Omicidio Mura: la donna si è difesa, contro di lei usate due armi

Gli esperti della difesa sul luogo del delitto; il consulente di Sollecito al lavoro per Musini
AA

Anna Mura è stata uccisa con due armi differenti: nove colpi le sono stati inferti al collo, con un coltello o un punteruolo. Almeno un altro con un martello o una mazzetta.

La 54enne trovata cadavere nel suo appartamento di via Matteotti a Castenedolo il 16 marzo scorso, prima di esalare l’ultimo respiro, si è ribellata, ha urlato, ha cercato con tutte le sue forze di sottrarsi al suo aggressore. A dirlo sono le numerose ferite da difesa che il medico legale ha evidenziato in autopsia. A ribadirlo la consulenza disposta dai difensori di Alessandro Musini, il 51enne marito, in carcere da allora con l’accusa di omicidio volontario.

Per capire la ragione per la quale nessuno, a partire dal figlio più giovane della coppia, in casa e a letto a quell’ora, si sia accorto dell’aggressione mortale, i legali del 51enne operaio, gli avvocati Ennio Buffoli e Andrea Pezzangora, giovedì hanno accompagnato due consulenti sul luogo del delitto. Con loro c’erano Luca Massaro, specialista in medicina legale esperto in scienze criminologiche e analista forense della Scuola di Crimonologia di Mantova, e Valerio Onofri dell’Università di Ancona, genetista forense (esperto nello studio delle macchie ematiche), già consulente della difesa di Raffaele Sollecito, nel processo per l’omicidio di Meredith Kercher.

Nel corso del sopralluogo, durato due ore abbondanti, i due specialisti hanno compiuto prove fonometriche, per valutare l’isolamento acustico delle stanze del piccolo appartamento di via Matteotti. Ma hanno anche scattato diverse fotografie e registrato alcuni filmati per poter ricostruire la dinamica dell’omicidio e, in particolare, per stabilire la posizione della vittima e del suo aggressore.

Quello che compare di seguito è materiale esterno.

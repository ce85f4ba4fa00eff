//! Per-key mutual exclusion for studies and accounts.
//!
//! Every mutating operation runs under the lock of the study it touches
//! and, where an account link changes, the lock of that account. Keys that
//! are not contended share nothing, so different studies never wait on each
//! other.
//!
//! # Lock order
//!
//! 1. At most one study lock
//! 2. Account locks, in ascending id order
//!
//! Every caller in this crate acquires in that order, which rules out
//! lock-order deadlocks.

use bookclub_core::{AccountId, StudyId};
use std::collections::HashMap;
use std::hash::Hash;
use std::sync::{Arc, Mutex, PoisonError};
use tokio::sync::{Mutex as AsyncMutex, OwnedMutexGuard};

/// Registry of async locks, one per key, created on demand.
///
/// Entries are removed once no guard or waiter references them, so the
/// registry only ever holds keys that are currently in use.
#[derive(Debug)]
pub struct KeyedLocks<K> {
    slots: Mutex<HashMap<K, Arc<AsyncMutex<()>>>>,
}

impl<K> Default for KeyedLocks<K> {
    fn default() -> Self {
        Self {
            slots: Mutex::new(HashMap::new()),
        }
    }
}

impl<K: Copy + Eq + Hash> KeyedLocks<K> {
    /// Creates an empty registry
    #[must_use]
    pub fn new() -> Self {
        Self::default()
    }

    /// Waits for exclusive access to `key`
    pub async fn lock(&self, key: K) -> KeyGuard<'_, K> {
        let slot = {
            let mut slots = self.slots.lock().unwrap_or_else(PoisonError::into_inner);
            Arc::clone(slots.entry(key).or_default())
        };

        let guard = slot.lock_owned().await;
        KeyGuard {
            registry: self,
            key,
            guard: Some(guard),
        }
    }

    /// Number of keys currently locked or awaited
    #[must_use]
    pub fn active(&self) -> usize {
        self.slots
            .lock()
            .unwrap_or_else(PoisonError::into_inner)
            .len()
    }

    fn release(&self, key: K, guard: OwnedMutexGuard<()>) {
        let mut slots = self.slots.lock().unwrap_or_else(PoisonError::into_inner);
        drop(guard);

        // Only the registry's own reference left: nobody holds or awaits it.
        if slots.get(&key).is_some_and(|slot| Arc::strong_count(slot) == 1) {
            slots.remove(&key);
        }
    }
}

/// Exclusive access to one key; released on drop
#[derive(Debug)]
pub struct KeyGuard<'a, K: Copy + Eq + Hash> {
    registry: &'a KeyedLocks<K>,
    key: K,
    guard: Option<OwnedMutexGuard<()>>,
}

impl<K: Copy + Eq + Hash> KeyGuard<'_, K> {
    /// Key this guard protects
    #[must_use]
    pub const fn key(&self) -> K {
        self.key
    }
}

impl<K: Copy + Eq + Hash> Drop for KeyGuard<'_, K> {
    fn drop(&mut self) {
        if let Some(guard) = self.guard.take() {
            self.registry.release(self.key, guard);
        }
    }
}

/// Lock registries shared by every service touching studies
#[derive(Debug, Default)]
pub struct StudyLocks {
    studies: KeyedLocks<StudyId>,
    accounts: KeyedLocks<AccountId>,
}

impl StudyLocks {
    /// Creates empty registries
    #[must_use]
    pub fn new() -> Self {
        Self::default()
    }

    /// Locks one study
    pub async fn study(&self, id: StudyId) -> KeyGuard<'_, StudyId> {
        self.studies.lock(id).await
    }

    /// Locks one account
    pub async fn account(&self, id: AccountId) -> KeyGuard<'_, AccountId> {
        self.accounts.lock(id).await
    }

    /// Locks several accounts in ascending id order, skipping duplicates
    pub async fn accounts(
        &self,
        ids: impl IntoIterator<Item = AccountId>,
    ) -> Vec<KeyGuard<'_, AccountId>> {
        let mut ids: Vec<AccountId> = ids.into_iter().collect();
        ids.sort_unstable();
        ids.dedup();

        let mut guards = Vec::with_capacity(ids.len());
        for id in ids {
            guards.push(self.accounts.lock(id).await);
        }
        guards
    }

    /// Number of study keys currently locked or awaited
    #[must_use]
    pub fn active_studies(&self) -> usize {
        self.studies.active()
    }

    /// Number of account keys currently locked or awaited
    #[must_use]
    pub fn active_accounts(&self) -> usize {
        self.accounts.active()
    }
}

Dall’esito delle loro valutazioni dipenderà l’eventuale richiesta di scarcerazione del marito di Anna Mura. Gli elementi contro Musini stanno perdendo di consistenza. Detto che mancano le armi del delitto, che sotto le unghie delle donna non sono state trovate tracce del suo dna, che i capelli che questa teneva tra le dita non erano i suoi e che il racconto che fece di quella mattina sarebbe confermato dai consumi energetici, a tenerlo in cella ora c’è l’ingiustificata fuga dal teatro del delitto.